Records excerpted from a collection:
○ ○ ○

//! Placeholder client for providers without a real integration.

use std::time::Instant;

use async_trait::async_trait;
use tracing::debug;

use crate::traits::{AdapterResult, Completion, CompletionClient, CompletionRequest};

/// Answers every request by tagging the prompt with the provider and model.
///
/// This is a stand-in, not a provider integration: the content is
/// `[Generated with {provider}/{model}]` followed by the prompt, and the token
/// count is estimated as a quarter of the prompt length in characters.
#[derive(Clone, Copy, Debug, Default)]
pub struct EchoAdapter;

impl EchoAdapter {
    /// Creates the placeholder client.
    #[must_use]
    pub const fn new() -> Self {
        Self
    }
}

#[async_trait]
impl CompletionClient for EchoAdapter {
    async fn complete(&self, request: CompletionRequest) -> AdapterResult<Completion> {
        let started = Instant::now();
        let config = request.config();
        let content = format!(
            "[Generated with {}/{}]\n\n{}",
            config.provider,
            config.model,
            request.prompt()
        );
        let tokens_used = u32::try_from(request.prompt().chars().count() / 4).unwrap_or(u32::MAX);
        debug!(provider = %config.provider, model = %config.model, tokens = tokens_used, "placeholder completion");

        Ok(Completion {
            content,
            tokens_used,
            elapsed: started.elapsed(),
        })
    }
}
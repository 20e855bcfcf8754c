use indexmap::{IndexMap, IndexSet};
use serde::{Deserialize, Serialize};
use std::fs::File;
use std::io::BufReader;

use crate::error::Error;

/// One block of the host's program graph.
#[derive(Debug, Clone, Default, PartialEq, Serialize, Deserialize)]
pub struct Block {
    #[serde(rename = "type")]
    pub kind: String,
    #[serde(default, skip_serializing_if = "Option::is_none")]
    pub comment: Option<String>,
    #[serde(default, skip_serializing_if = "std::ops::Not::not")]
    pub disabled: bool,
    /// Plain fields, e.g. `NUM: "3"`
    #[serde(default, skip_serializing_if = "IndexMap::is_empty")]
    pub fields: IndexMap<String, String>,
    /// Fields naming a program variable, e.g. `VAR: count`
    #[serde(default, skip_serializing_if = "IndexMap::is_empty")]
    pub vars: IndexMap<String, String>,
    #[serde(default, skip_serializing_if = "Vec::is_empty")]
    pub inputs: Vec<Input>,
    /// Following statement in the chain
    #[serde(default, skip_serializing_if = "Option::is_none")]
    pub next: Option<Box<Block>>,
}

#[derive(Debug, Clone, Copy, PartialEq, Eq, Serialize, Deserialize)]
#[serde(rename_all = "lowercase")]
pub enum InputKind {
    Value,
    Statement,
}

/// A named slot of a block, holding an optional child.
#[derive(Debug, Clone, PartialEq, Serialize, Deserialize)]
pub struct Input {
    pub name: String,
    #[serde(rename = "type")]
    pub kind: InputKind,
    #[serde(default, skip_serializing_if = "Option::is_none")]
    pub block: Option<Block>,
}

impl Block {
    pub fn new(kind: &str) -> Self {
        Block {
            kind: kind.to_string(),
            ..Default::default()
        }
    }

    pub fn with_comment(mut self, comment: &str) -> Self {
        self.comment = Some(comment.to_string());
        self
    }

    pub fn with_field(mut self, name: &str, value: &str) -> Self {
        self.fields.insert(name.to_string(), value.to_string());
        self
    }

    pub fn with_var(mut self, name: &str, var: &str) -> Self {
        self.vars.insert(name.to_string(), var.to_string());
        self
    }

    pub fn with_value(self, name: &str, child: Block) -> Self {
        self.with_input(name, InputKind::Value, Some(child))
    }

    pub fn with_statement(self, name: &str, child: Block) -> Self {
        self.with_input(name, InputKind::Statement, Some(child))
    }

    pub fn with_input(mut self, name: &str, kind: InputKind, block: Option<Block>) -> Self {
        self.inputs.push(Input {
            name: name.to_string(),
            kind,
            block,
        });
        self
    }

    pub fn with_next(mut self, next: Block) -> Self {
        self.next = Some(Box::new(next));
        self
    }

    pub fn disable(mut self) -> Self {
        self.disabled = true;
        self
    }

    /// Attached comment, if it says anything
    pub fn comment_text(&self) -> Option<&str> {
        self.comment.as_deref().filter(|text| !text.is_empty())
    }

    pub fn field(&self, name: &str) -> Option<&str> {
        self.fields.get(name).map(|s| s.as_str())
    }

    pub fn var(&self, name: &str) -> Option<&str> {
        self.vars.get(name).map(|s| s.as_str())
    }

    pub fn input(&self, name: &str) -> Option<&Input> {
        self.inputs.iter().find(|input| input.name == name)
    }

    /// Block connected to the input `name`
    pub fn input_block(&self, name: &str) -> Option<&Block> {
        self.input(name).and_then(|input| input.block.as_ref())
    }

    /// Blocks plugged into value inputs, in slot order
    pub fn value_children(&self) -> impl Iterator<Item = &Block> {
        self.inputs
            .iter()
            .filter(|input| input.kind == InputKind::Value)
            .filter_map(|input| input.block.as_ref())
    }

    /// This block and everything below it, pre-order
    pub fn walk<'a>(&'a self, visit: &mut impl FnMut(&'a Block)) {
        visit(self);
        for input in &self.inputs {
            if let Some(child) = &input.block {
                child.walk(visit);
            }
        }
        if let Some(next) = &self.next {
            next.walk(visit);
        }
    }
}

/// The top-level blocks of one program, in host order.
#[derive(Debug, Clone, Default, PartialEq, Serialize, Deserialize)]
pub struct Workspace {
    #[serde(default)]
    pub blocks: Vec<Block>,
}

impl Workspace {
    pub fn new(blocks: Vec<Block>) -> Self {
        Workspace { blocks }
    }

    pub fn load(path: &str) -> Result<Self, Error> {
        let file = File::open(path).map_err(|e| Error::FileOpen(path.to_string(), e))?;
        serde_yaml::from_reader(BufReader::new(file)).map_err(|e| Error::Yaml(path.to_string(), e))
    }

    pub fn parse(yaml: &str) -> Result<Self, Error> {
        serde_yaml::from_str(yaml).map_err(|e| Error::Yaml("<workspace>".to_string(), e))
    }

    /// Every variable used anywhere, first use first
    pub fn all_variables(&self) -> IndexSet<String> {
        let mut vars = IndexSet::new();
        for block in &self.blocks {
            block.walk(&mut |b: &Block| {
                vars.extend(b.vars.values().cloned());
            });
        }
        vars
    }
}

#[test]
fn test() {
    let ws = Workspace::parse(
        r#"
blocks:
  - type: variables_set
    comment: start
    vars: { VAR: count }
    inputs:
      - name: VALUE
        type: value
        block: { type: variables_get, vars: { VAR: limit } }
    next:
      type: variables_set
      vars: { VAR: count }
"#,
    )
    .unwrap();
    let top = &ws.blocks[0];
    assert_eq!(top.comment_text(), Some("start"));
    assert_eq!(top.input_block("VALUE").map(|b| b.kind.as_str()), Some("variables_get"));
    assert_eq!(ws.all_variables().into_iter().collect::<Vec<_>>(), vec!["count", "limit"]);
}
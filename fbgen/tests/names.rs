use fbgen::names::{sanitize, NameKind, Names, PLACEHOLDER};

fn assert_names(raws: &[&str], expects: &[&str]) {
    let mut names = Names::new("if,int,HIGH");
    let safes: Vec<String> = raws
        .iter()
        .map(|raw| names.safe_name(raw, NameKind::Variable))
        .collect();
    for (raw, safe) in raws.iter().zip(&safes) {
        println!("{:>12} -> {}", format!("{:?}", raw), safe);
    }
    assert_eq!(safes, expects);
}

macro_rules! case {
    ($name:ident, [$($raw:expr),*], [$($safe:expr),*]) => {
        #[test]
        fn $name() {
            assert_names(&[$($raw),*], &[$($safe),*]);
        }
    };
}

case!(plain, ["led", "count"], ["led", "count"]);
case!(spaces, ["blink rate"], ["blink_rate"]);
case!(punctuation, ["a-b", "a.b"], ["a_b", "a_b2"]);
case!(leading_digit, ["1st"], ["my_1st"]);
case!(reserved, ["if", "HIGH", "int"], ["if2", "HIGH2", "int2"]);
case!(empty, ["", ""], [PLACEHOLDER, PLACEHOLDER]);
case!(memoized, ["x", "y", "x"], ["x", "y", "x"]);
case!(case_sensitive, ["x", "X"], ["x", "X"]);
case!(suffix_chain, ["a b", "a_b", "a-b"], ["a_b", "a_b2", "a_b3"]);
case!(suffix_taken_by_raw, ["a_b2", "a b", "a-b"], ["a_b2", "a_b", "a_b3"]);
case!(non_ascii, ["é", "ü"], ["uc3a9", "uc3bc"]);
case!(c_keywords, ["struct", "enum"], ["struct2", "enum2"]);

#[test]
fn distinct_raw_names_get_distinct_safe_names() {
    let mut names = Names::default();
    let raws = ["x", "X", "x ", "x_", "x-", "", " ", "_", "delay", "delay2"];
    let safes: Vec<String> = raws
        .iter()
        .map(|raw| names.safe_name(raw, NameKind::Variable))
        .collect();
    for (i, a) in safes.iter().enumerate() {
        for b in &safes[i + 1..] {
            assert_ne!(a, b);
        }
        assert!(!names.is_reserved(a), "{} is reserved", a);
    }
}

#[test]
fn reserved_words_never_returned() {
    let reserved = ["pinMode", "digitalWrite", "while", "HIGH", "unsigned"];
    let mut names = Names::default();
    for word in reserved {
        let safe = names.safe_name(word, NameKind::Variable);
        assert_ne!(safe, word);
        assert!(!names.is_reserved(&safe));
    }
}

#[test]
fn c_keywords_survive_configure() {
    let mut names = Names::new("");
    for word in ["typedef", "union", "extern", "short", "auto", "_Bool"] {
        let safe = names.safe_name(word, NameKind::Variable);
        assert_eq!(safe, format!("{}2", word));
        assert!(names.is_reserved(word));
    }
}

#[test]
fn placeholder_can_be_reserved() {
    let mut names = Names::new(PLACEHOLDER);
    assert_eq!(names.safe_name("", NameKind::Variable), format!("{}2", PLACEHOLDER));
}

#[test]
fn kinds_share_one_namespace() {
    let mut names = Names::default();
    assert_eq!(names.safe_name("foo", NameKind::Variable), "foo");
    assert_eq!(names.safe_name("foo", NameKind::Procedure), "foo2");
    assert_eq!(names.safe_name("foo", NameKind::Variable), "foo");
    assert_eq!(names.raw_name("foo2"), Some((NameKind::Procedure, "foo")));
}

#[test]
fn reset_forgets_bindings() {
    let mut names = Names::default();
    assert_eq!(names.safe_name("a b", NameKind::Variable), "a_b");
    assert_eq!(names.safe_name("a_b", NameKind::Variable), "a_b2");
    names.reset();
    assert!(names.is_empty());
    assert_eq!(names.safe_name("a_b", NameKind::Variable), "a_b");
    // Reserved words survive a reset
    assert_eq!(names.safe_name("delay", NameKind::Variable), "delay2");
}

#[test]
fn distinct_names_are_fresh() {
    let mut names = Names::default();
    assert_eq!(names.distinct_name("count", NameKind::Variable), "count");
    assert_eq!(names.distinct_name("count", NameKind::Variable), "count2");
    assert_eq!(names.safe_name("count", NameKind::Variable), "count3");
    assert_eq!(names.safe_name("count", NameKind::Variable), "count3");
    assert_eq!(names.raw_name("count"), None);
    assert_eq!(names.len(), 3);
}

#[test]
fn bindings_are_sorted() {
    let mut names = Names::default();
    names.safe_name("zeta", NameKind::Variable);
    names.safe_name("alpha", NameKind::Procedure);
    let safes: Vec<String> = names.bindings().into_iter().map(|b| b.safe).collect();
    assert_eq!(safes, vec!["alpha", "zeta"]);
}

#[test]
fn sanitize_keeps_legal_names() {
    assert_eq!(sanitize("snake_case_9"), "snake_case_9");
    assert_eq!(sanitize("9"), "my_9");
}
use color_print::cprintln;

use crate::error::Error;
use crate::names::Binding;

#[derive(Debug)]
pub enum Msg {
    Error(String),
    Warn(String),
    Note(String),
}

impl Msg {
    pub fn print(&self) {
        match self {
            Msg::Error(msg) => cprintln!("<red,bold>error</>: {}", msg),
            Msg::Warn(msg) => cprintln!("<yellow,bold>warn</>: {}", msg),
            Msg::Note(msg) => cprintln!("<green,bold>note</>: {}", msg),
        }
    }

    /// Print an error and, when it points at a block, where it is
    pub fn diag(err: &Error) {
        Msg::Error(err.to_string()).print();
        if let Some(path) = err.path() {
            cprintln!("     <blue>--></> <underline>{}</>", path);
        }
    }
}

pub fn dump(bindings: &[Binding]) {
    println!("+-[Names]---+----------------------+----------------------");
    for binding in bindings {
        cprintln!(
            "| {:<9} | <green>{:<20}</green> | {}",
            binding.kind.to_string(),
            binding.safe,
            binding.raw
        );
    }
    println!("+-----------+----------------------+----------------------");
}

○ ○ ○

How to complete this task:
Reproduce exactly, please, only the lines from the start of the data above to the line that contains "and the token", with both ends kept.

Problem solution:
//! Placeholder client for providers without a real integration.

use std::time::Instant;

use async_trait::async_trait;
use tracing::debug;

use crate::traits::{AdapterResult, Completion, CompletionClient, CompletionRequest};

/// Answers every request by tagging the prompt with the provider and model.
///
/// This is a stand-in, not a provider integration: the content is
/// `[Generated with {provider}/{model}]` followed by the prompt, and the token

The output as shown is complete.